As AI applied sciences advance, really useful brokers will turn out to be able to higher anticipating consumer wants. For experiences on cellular gadgets to be really useful, the underlying fashions want to know what the consumer is doing (or attempting to do) when customers work together with them. As soon as present and former duties are understood, the mannequin has extra context to foretell potential subsequent actions. For instance, if a consumer beforehand looked for music festivals throughout Europe and is now in search of a flight to London, the agent may provide to seek out festivals in London on these particular dates.
Massive multimodal LLMs are already fairly good at understanding consumer intent from a consumer interface (UI) trajectory. However utilizing LLMs for this job would sometimes require sending data to a server, which will be sluggish, pricey, and carries the potential threat of exposing delicate data.

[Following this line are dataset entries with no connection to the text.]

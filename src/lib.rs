pub mod config;
pub mod database;
pub mod dto;
pub mod error;
pub mod middleware;
pub mod models;
pub mod routes;
pub mod services;
pub mod utils;
pub mod workflow;

use crate::services::{
    candidate_service::CandidateService, email_relay_service::EmailRelayService,
    feedback_service::FeedbackService, history_service::HistoryService,
    interview_service::InterviewService, notification_service::NotificationService,
    permission_service::PermissionService, proposal_service::ProposalService,
    user_service::UserService, workflow_service::WorkflowService,
};
use sqlx::PgPool;

#[derive(Clone)]
pub struct AppState {
    pub pool: PgPool,
    pub candidate_service: CandidateService,
    pub history_service: HistoryService,
    pub interview_service: InterviewService,
    pub feedback_service: FeedbackService,
    pub proposal_service: ProposalService,
    pub notification_service: NotificationService,
    pub email_relay_service: EmailRelayService,
    pub permission_service: PermissionService,
    pub user_service: UserService,
    pub workflow_service: WorkflowService,
}

impl AppState {
    pub fn new(pool: PgPool) -> Self {
        let candidate_service = CandidateService::new(pool.clone());
        let history_service = HistoryService::new(pool.clone());
        let interview_service = InterviewService::new(pool.clone());
        let feedback_service = FeedbackService::new(pool.clone());
        let proposal_service = ProposalService::new(pool.clone());
        let notification_service = NotificationService::new(pool.clone());
        let email_relay_service = EmailRelayService::new(pool.clone());
        let permission_service = PermissionService::new(pool.clone());
        let user_service = UserService::new(pool.clone());
        let workflow_service = WorkflowService::new(pool.clone());

        Self {
            pool,
            candidate_service,
            history_service,
            interview_service,
            feedback_service,
            proposal_service,
            notification_service,
            email_relay_service,
            permission_service,
            user_service,
            workflow_service,
        }
    }
}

Our current paper “Small Fashions, Large Outcomes: Reaching Superior Intent Extraction By way of Decomposition”, offered at EMNLP 2025, addresses the query of the right way to use small multimodal LLMs (MLLMs) to know sequences of consumer interactions on the internet and on cellular gadgets all on system. By separating consumer intent understanding into two levels, first summarizing every display screen individually after which extracting an intent from the sequence of generated summaries, we make the duty extra tractable for small fashions. We additionally formalize metrics for analysis of mannequin efficiency and present that our method yields outcomes akin to a lot bigger fashions, illustrating its potential for on-device purposes. This work builds on earlier work from our group on consumer intent understanding.